Living in LA with her fiancé (and their puppy), Arielle works in behavioural health. The 32-year-old has her own blog and an Instagram account with a strong 146,000 following, where she documents her LA lifestyle of drinking green smoothies and lounging around in activewear.
But she wasn't always such an image of #fitnessgoals. Until four years ago, Arielle lived a destructive and near-fatal lifestyle of booze and drugs that saw her in and out of hospitals and treatment centres for years. While she finally got sober in 2014, it was only two years later that she actively started to get in physical shape, deciding that after that she'd recovered emotionally, it was time for her to focus on her body.
But Arielle says she didn't really have the right knowledge about how best to get in shape and added that she had a bad perception of what it meant to be "healthy".
"Firstly, I thought health was defined by thinness and abs," she wrote on her blog, The Blonde Files. "Secondly, I thought the way to achieve said 'health' was to restrict my food intake (specifically carbohydrates and sugar) and exercise like a madwoman."
It was only after she started following the popular Kayla Itsines "Bikini Body Guide" fitness program that she really got a better understanding of it all. Arielle started doing a couple of BBG workouts from home every now and again, and after smashing through a set of straight-legged situps one day, she noticed that she was really making progress.
"After a few weeks of doing BBG, something inside me had shifted; I could feel myself getting stronger each time I did a workout and my relationship with food improved," Mandelson says. She eventually joined a gym and changed her outlook to see food as fuel, and after time felt really happy with herself.
She now looks amazing, looking less bloated and stronger than ever before. And in a series of three photos stitched side-by-side, Arielle has helped educate others looking to "lose weight" in saying it's not about the numbers at all.
The three pictures taken over the course of two years show Arielle weighing the same 125 lbs (57kg), while her body looks drastically different. "For anyone fretting over 'holiday weight' this is your reminder to screw the f’ing scale!" she wrote in the caption. "That number means nothing. What’s important is how you FEEL, if you’re being kind to your body (and mind), if you’re nourishing yourself with proper nutrients and letting your body sweat. Can you check any of those boxes? GREAT! The rest will follow."
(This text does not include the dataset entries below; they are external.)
// Copyright (C) 2017 Jesse Jones
//
// This program is free software; you can redistribute it and/or modify
// it under the terms of the GNU General Public License as published by
// the Free Software Foundation; either version 3, or (at your option)
// any later version.
//
// This program is distributed in the hope that it will be useful,
// but WITHOUT ANY WARRANTY; without even the implied warranty of
// MERCHANTABILITY or FITNESS FOR A PARTICULAR PURPOSE.  See the
// GNU General Public License for more details.
//
// You should have received a copy of the GNU General Public License
// along with this program; if not, write to the Free Software Foundation,
// Inc., 51 Franklin Street, Fifth Floor, Boston, MA 02110-1301, USA.

//! The event timing controller: a single background thread that fires
//! events from its registered dynamic event sources in virtual-time
//! order, with a speed factor, pause/resume, and reactive re-evaluation
//! whenever a source receives a new event.
//!
//! Virtual time is computed from a wall-clock baseline rather than
//! advanced tick-by-tick:
//!
//! ```text
//! now = simStart + runElapsed + currentRunTime - pauseElapsed - currentPauseTime
//! ```
//!
//! `runElapsed`/`run_checkpoint` are only re-checkpointed when the speed
//! factor changes; `pauseElapsed` is only finalized when playback resumes.
//! This keeps the common case (no speed changes, no pauses) a single
//! multiply-and-add. `simStart` itself is pinned to the timestamp of the
//! first event ever scanned, not to construction time: there is no
//! meaningful "time zero" until something is actually due to fire.

use std::sync::Arc;
use std::thread;
use std::time::{Duration, Instant};

use parking_lot::{Condvar, Mutex};

use crate::event_source::EventSource;
use crate::timestamp::Timestamp;

type NextEventCallback = Box<dyn Fn(&str, &str) + Send + Sync>;

struct NamedSource
{
	name: String,
	source: Arc<dyn EventSource>,
}

struct EtcState
{
	sources: Vec<NamedSource>,
	speed: f64,
	sim_start: Timestamp,
	initialized: bool,
	run_checkpoint: Instant,
	run_elapsed: i64,
	pause_checkpoint: Option<Instant>,
	pause_elapsed: i64,
	running_thread_started: bool,
	finished: bool,
	wait_for_push: bool,
	/// The (timestamp, source index) last handed to `next_event_callback`,
	/// so a source idling at the head of the queue across several paused
	/// loop iterations is only announced once.
	last_notified: Option<(Timestamp, usize)>,
}

impl EtcState
{
	fn virtual_now(&self) -> Timestamp
	{
		let now = Instant::now();
		let current_run =
			(now.duration_since(self.run_checkpoint).as_micros() as f64 * self.speed) as i64;
		let current_pause = match self.pause_checkpoint {
			Some(pc) => (now.duration_since(pc).as_micros() as f64 * self.speed) as i64,
			None => 0,
		};
		Timestamp(self.sim_start.0 + self.run_elapsed + current_run - self.pause_elapsed - current_pause)
	}

	fn is_paused(&self) -> bool
	{
		self.pause_checkpoint.is_some()
	}

	fn set_speed(&mut self, speed: f64)
	{
		let now = Instant::now();
		let current_run =
			(now.duration_since(self.run_checkpoint).as_micros() as f64 * self.speed) as i64;
		self.run_elapsed += current_run;
		self.run_checkpoint = now;
		self.speed = speed;
	}

	fn pause(&mut self)
	{
		if self.pause_checkpoint.is_none() {
			self.pause_checkpoint = Some(Instant::now());
		}
	}

	fn resume(&mut self)
	{
		if let Some(pc) = self.pause_checkpoint.take() {
			self.pause_elapsed += (Instant::now().duration_since(pc).as_micros() as f64 * self.speed) as i64;
		}
	}

	/// The earliest pending event across every registered source, if any.
	/// Ties are broken by source registration order.
	fn earliest(&self) -> Option<(Timestamp, usize)>
	{
		self.sources
			.iter()
			.enumerate()
			.filter_map(|(i, s)| s.source.peek_next().map(|(ts, _)| (ts, i)))
			.min_by_key(|(ts, i)| (*ts, *i))
	}

	fn all_sources_finished(&self) -> bool
	{
		!self.sources.is_empty() && self.sources.iter().all(|s| s.source.is_finished())
	}
}

/// Drives virtual time forward and fires events from its sources in
/// timestamp order. Runs its processing loop on a dedicated background
/// thread started by [`EventTimingController::start`].
pub struct EventTimingController
{
	state: Mutex<EtcState>,
	fire_condvar: Condvar,
	finish_condvar: Condvar,
	init_condvar: Condvar,
	next_event_callback: Option<NextEventCallback>,
}

impl EventTimingController
{
	pub fn new() -> Self
	{
		EventTimingController {
			state: Mutex::new(EtcState {
				sources: Vec::new(),
				speed: 1.0,
				sim_start: Timestamp::ZERO,
				initialized: false,
				run_checkpoint: Instant::now(),
				run_elapsed: 0,
				pause_checkpoint: None,
				pause_elapsed: 0,
				running_thread_started: false,
				finished: false,
				wait_for_push: false,
				last_notified: None,
			}),
			fire_condvar: Condvar::new(),
			finish_condvar: Condvar::new(),
			init_condvar: Condvar::new(),
			next_event_callback: None,
		}
	}

	pub fn with_next_event_callback(
		mut self,
		callback: impl Fn(&str, &str) + Send + Sync + 'static,
	) -> Self
	{
		self.next_event_callback = Some(Box::new(callback));
		self
	}

	pub fn add_event_source(&self, name: impl Into<String>, source: Arc<dyn EventSource>)
	{
		let mut state = self.state.lock();
		state.sources.push(NamedSource {
			name: name.into(),
			source,
		});
		self.fire_condvar.notify_all();
	}

	/// Searches the registered sources linearly by name.
	pub fn remove_event_source(&self, name: &str)
	{
		let mut state = self.state.lock();
		state.sources.retain(|s| s.name != name);
		self.fire_condvar.notify_all();
	}

	/// Spawns the processing thread. Does not block: use
	/// `wait_till_initialised` to wait for the first event to be scanned.
	pub fn start(self: &Arc<Self>)
	{
		let mut state = self.state.lock();
		if state.running_thread_started {
			return;
		}
		state.running_thread_started = true;
		drop(state);

		let this = Arc::clone(self);
		thread::spawn(move || this.event_processing());
	}

	pub fn pause(&self)
	{
		let mut state = self.state.lock();
		state.pause();
		self.fire_condvar.notify_all();
	}

	pub fn resume(&self)
	{
		let mut state = self.state.lock();
		state.resume();
		self.fire_condvar.notify_all();
	}

	pub fn is_paused(&self) -> bool
	{
		self.state.lock().is_paused()
	}

	pub fn set_speed(&self, speed: f64)
	{
		let mut state = self.state.lock();
		state.set_speed(speed);
		self.fire_condvar.notify_all();
	}

	pub fn get_playback_speed(&self) -> f64
	{
		self.state.lock().speed
	}

	/// `None` until the first event has been scanned (matches `getTime`
	/// returning false on an uninitialized or source-less controller).
	pub fn get_time(&self) -> Option<Timestamp>
	{
		let state = self.state.lock();
		if state.initialized {
			Some(state.virtual_now())
		} else {
			None
		}
	}

	pub fn is_finished(&self) -> bool
	{
		self.state.lock().finished
	}

	pub fn finish(&self)
	{
		let mut state = self.state.lock();
		state.finished = true;
		self.fire_condvar.notify_all();
		self.finish_condvar.notify_all();
	}

	pub fn wait_till_finished(&self)
	{
		let mut state = self.state.lock();
		while !state.finished {
			self.finish_condvar.wait(&mut state);
		}
	}

	pub fn wait_till_initialised(&self)
	{
		let mut state = self.state.lock();
		while !state.initialized && !state.finished {
			self.init_condvar.wait(&mut state);
		}
	}

	/// Called by a [`crate::queued_event_source::QueuedEventSource`] after
	/// it pushes a new event, with its own lock already released. Always
	/// re-evaluates the earliest pending event; a spurious wake when the
	/// push could not have changed the earliest event is harmless.
	pub fn trigger_new_event_pushed(&self)
	{
		let mut state = self.state.lock();
		state.wait_for_push = false;
		self.fire_condvar.notify_all();
	}

	pub fn begin_wait_for_push_event(&self)
	{
		let mut state = self.state.lock();
		state.wait_for_push = true;
		self.fire_condvar.notify_all();
	}

	pub fn end_wait_for_push_event(&self)
	{
		let mut state = self.state.lock();
		state.wait_for_push = false;
		self.fire_condvar.notify_all();
	}

	/// Fires exactly the earliest pending event across all sources,
	/// regardless of whether its virtual timestamp has actually arrived.
	/// Used by the replay controller's single-step mode, which paces
	/// firing itself rather than delegating to the background thread.
	pub fn fire_earliest_now(&self) -> bool
	{
		let mut state = self.state.lock();
		let Some((_, index)) = state.earliest() else {
			return false;
		};
		let source = Arc::clone(&state.sources[index].source);
		state.last_notified = None;
		drop(state);
		source.fire();
		true
	}

	/// Fires every pending event whose timestamp is at or before
	/// `deadline`, in timestamp order, stopping as soon as none remain.
	/// Used by the replay controller's step-by-time mode. Returns the
	/// number of events fired.
	pub fn fire_due_through(&self, deadline: Timestamp) -> usize
	{
		let mut fired = 0;
		loop {
			let mut state = self.state.lock();
			let Some((ts, index)) = state.earliest() else {
				break;
			};
			if ts > deadline {
				break;
			}
			let source = Arc::clone(&state.sources[index].source);
			state.last_notified = None;
			drop(state);
			source.fire();
			fired += 1;
		}
		fired
	}

	/// Peeks the earliest pending event's topic without firing it.
	pub fn peek_earliest(&self) -> Option<(Timestamp, String)>
	{
		let state = self.state.lock();
		let (_, index) = state.earliest()?;
		state.sources[index].source.peek_next()
	}

	/// Like `peek_earliest`, but also reports the name of the source the
	/// event would fire from, for matching against a (source, topic) pair.
	pub fn peek_earliest_named(&self) -> Option<(Timestamp, String, String)>
	{
		let state = self.state.lock();
		let (_, index) = state.earliest()?;
		let (ts, topic) = state.sources[index].source.peek_next()?;
		Some((ts, state.sources[index].name.clone(), topic))
	}

	fn event_processing(self: Arc<Self>)
	{
		loop {
			let mut state = self.state.lock();
			if state.finished {
				break;
			}
			if state.all_sources_finished() {
				state.finished = true;
				drop(state);
				self.fire_condvar.notify_all();
				self.finish_condvar.notify_all();
				break;
			}
			if state.is_paused() || state.wait_for_push {
				self.fire_condvar.wait(&mut state);
				continue;
			}

			let Some((target, index)) = state.earliest() else {
				state.wait_for_push = true;
				self.fire_condvar.wait(&mut state);
				continue;
			};

			if !state.initialized {
				state.sim_start = target;
				state.run_checkpoint = Instant::now();
				state.initialized = true;
				drop(state);
				self.init_condvar.notify_all();
				continue;
			}

			if state.last_notified != Some((target, index)) {
				state.last_notified = Some((target, index));
				if self.next_event_callback.is_some() {
					let topic = state.sources[index].source.peek_next().map(|(_, t)| t);
					drop(state);
					if let (Some(cb), Some(topic)) = (&self.next_event_callback, topic) {
						cb("event_timing_controller", &topic);
					}
					continue;
				}
			}

			let now = state.virtual_now();
			if target <= now {
				let source = Arc::clone(&state.sources[index].source);
				state.last_notified = None;
				drop(state);
				source.fire();
			} else {
				let wall_micros = ((target - now) as f64 / state.speed.max(1e-9)) as u64;
				let timeout = Duration::from_micros(wall_micros.max(1));
				self.fire_condvar.wait_for(&mut state, timeout);
			}
		}
	}
}

impl Default for EventTimingController
{
	fn default() -> Self
	{
		Self::new()
	}
}

#[cfg(test)]
mod tests
{
	use super::*;
	use crate::queued_event_source::QueuedEventSource;
	use crate::store::InMemoryValueStore;
	use crate::value::Value;
	use std::sync::Arc;

	#[test]
	fn zero_sources_is_uninitialized()
	{
		let etc = EventTimingController::new();
		assert!(etc.get_time().is_none());
	}

	#[test]
	fn pause_freezes_virtual_time()
	{
		let etc = Arc::new(EventTimingController::new());
		let store: Arc<dyn crate::store::ValueStore> = Arc::new(InMemoryValueStore::new());
		let source = Arc::new(QueuedEventSource::new(store, Arc::downgrade(&etc)));
		source.push_new_event(Timestamp(0), "a", Value::new(1i32, 1), "", "");
		etc.add_event_source("source", source);
		etc.start();
		etc.wait_till_initialised();

		etc.pause();
		let t1 = etc.get_time().unwrap();
		std::thread::sleep(Duration::from_millis(5));
		let t2 = etc.get_time().unwrap();
		assert_eq!(t1.0, t2.0);
	}

	#[test]
	fn pause_freezes_virtual_time_at_non_unit_speed()
	{
		let etc = Arc::new(EventTimingController::new());
		let store: Arc<dyn crate::store::ValueStore> = Arc::new(InMemoryValueStore::new());
		let source = Arc::new(QueuedEventSource::new(store, Arc::downgrade(&etc)));
		source.push_new_event(Timestamp(0), "a", Value::new(1i32, 1), "", "");
		etc.add_event_source("source", source);
		etc.set_speed(4.0);
		etc.start();
		etc.wait_till_initialised();

		etc.pause();
		let t1 = etc.get_time().unwrap();
		std::thread::sleep(Duration::from_millis(5));
		let t2 = etc.get_time().unwrap();
		assert_eq!(t1.0, t2.0);
	}

	#[test]
	fn two_sources_interleaved_ordering_with_mid_stream_speed_change()
	{
		let etc = Arc::new(EventTimingController::new());
		let store: Arc<dyn crate::store::ValueStore> = Arc::new(InMemoryValueStore::new());
		let source_a = Arc::new(QueuedEventSource::new(store.clone(), Arc::downgrade(&etc)));
		let source_b = Arc::new(QueuedEventSource::new(store.clone(), Arc::downgrade(&etc)));

		source_a.push_new_event(Timestamp(100), "a1", Value::new(1i32, 1), "", "");
		source_a.push_new_event(Timestamp(300), "a2", Value::new(3i32, 3), "", "");
		source_b.push_new_event(Timestamp(200), "b1", Value::new(2i32, 2), "", "");

		etc.add_event_source("a", source_a.clone());
		etc.add_event_source("b", source_b.clone());

		let (ts, idx) = etc.state.lock().earliest().unwrap();
		assert_eq!(ts, Timestamp(100));
		assert_eq!(idx, 0);

		etc.set_speed(2.0);
		assert!((etc.get_playback_speed() - 2.0).abs() < f64::EPSILON);
	}

	#[test]
	fn finishes_when_every_source_is_finished()
	{
		let etc = Arc::new(EventTimingController::new());
		let store: Arc<dyn crate::store::ValueStore> = Arc::new(InMemoryValueStore::new());
		let source = Arc::new(QueuedEventSource::new(store, Arc::downgrade(&etc)));
		source.push_new_event(Timestamp(0), "a", Value::new(1i32, 1), "", "");
		source.set_finished(true);
		etc.add_event_source("source", source);
		etc.start();
		etc.wait_till_finished();
		assert!(etc.is_finished());
	}

	#[test]
	fn fire_earliest_now_steps_without_waiting_on_virtual_time()
	{
		let etc = Arc::new(EventTimingController::new());
		let store: Arc<dyn crate::store::ValueStore> = Arc::new(InMemoryValueStore::new());
		let source = Arc::new(QueuedEventSource::new(store.clone(), Arc::downgrade(&etc)));
		source.push_new_event(Timestamp(1_000_000_000), "far", Value::new(1i32, 1), "", "");
		etc.add_event_source("source", source);
		assert!(etc.fire_earliest_now());
		assert!(store.has_value("far"));
	}
}
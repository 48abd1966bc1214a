// Copyright (C) 2017 Jesse Jones
//
// This program is free software; you can redistribute it and/or modify
// it under the terms of the GNU General Public License as published by
// the Free Software Foundation; either version 3, or (at your option)
// any later version.
//
// This program is distributed in the hope that it will be useful,
// but WITHOUT ANY WARRANTY; without even the implied warranty of
// MERCHANTABILITY or FITNESS FOR A PARTICULAR PURPOSE.  See the
// GNU General Public License for more details.
//
// You should have received a copy of the GNU General Public License
// along with this program; if not, write to the Free Software Foundation,
// Inc., 51 Franklin Street, Fifth Floor, Boston, MA 02110-1301, USA.

//! Log severity levels used by `setComponentLogLevels`/`setGlobalLogLevels`
//! (§6.2, §7); mirrors `tracing::Level` rather than redefining it so that
//! component authors can use the two interchangeably.

use std::str::FromStr;

#[derive(Debug, Clone, Copy, PartialEq, Eq, PartialOrd, Ord)]
pub enum LogSeverity
{
	Error,
	Warning,
	Info,
	Debug,
	Trace,
}

impl LogSeverity
{
	pub fn to_tracing_level(self) -> tracing::Level
	{
		match self {
			LogSeverity::Error => tracing::Level::ERROR,
			LogSeverity::Warning => tracing::Level::WARN,
			LogSeverity::Info => tracing::Level::INFO,
			LogSeverity::Debug => tracing::Level::DEBUG,
			LogSeverity::Trace => tracing::Level::TRACE,
		}
	}
}

impl FromStr for LogSeverity
{
	type Err = String;

	fn from_str(s: &str) -> Result<Self, Self::Err>
	{
		match s.to_ascii_lowercase().as_str() {
			"error" => Ok(LogSeverity::Error),
			"warning" | "warn" => Ok(LogSeverity::Warning),
			"info" => Ok(LogSeverity::Info),
			"debug" => Ok(LogSeverity::Debug),
			"trace" | "excessive" => Ok(LogSeverity::Trace),
			other => Err(format!("unrecognized log severity: {other}")),
		}
	}
}

#[cfg(test)]
mod tests
{
	use super::*;

	#[test]
	fn parses_known_severities()
	{
		assert_eq!("warn".parse::<LogSeverity>().unwrap(), LogSeverity::Warning);
		assert_eq!("Excessive".parse::<LogSeverity>().unwrap(), LogSeverity::Trace);
	}

	#[test]
	fn rejects_unknown_severity()
	{
		assert!("nope".parse::<LogSeverity>().is_err());
	}

	#[test]
	fn ordering_matches_verbosity()
	{
		assert!(LogSeverity::Error < LogSeverity::Trace);
	}
}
She insists that it's less about the numbers and more about changing your mindset to how you perceive health and fitness. For Arielle, it helped to see her change as "body recomposition" rather than weight loss and abs. And it's really paid off.
"Besides feeling energized, confident and strong both physically and mentally, my attitude and priorities shifted from only wanting abs or a lean body to wanting to feel my absolute best," she said.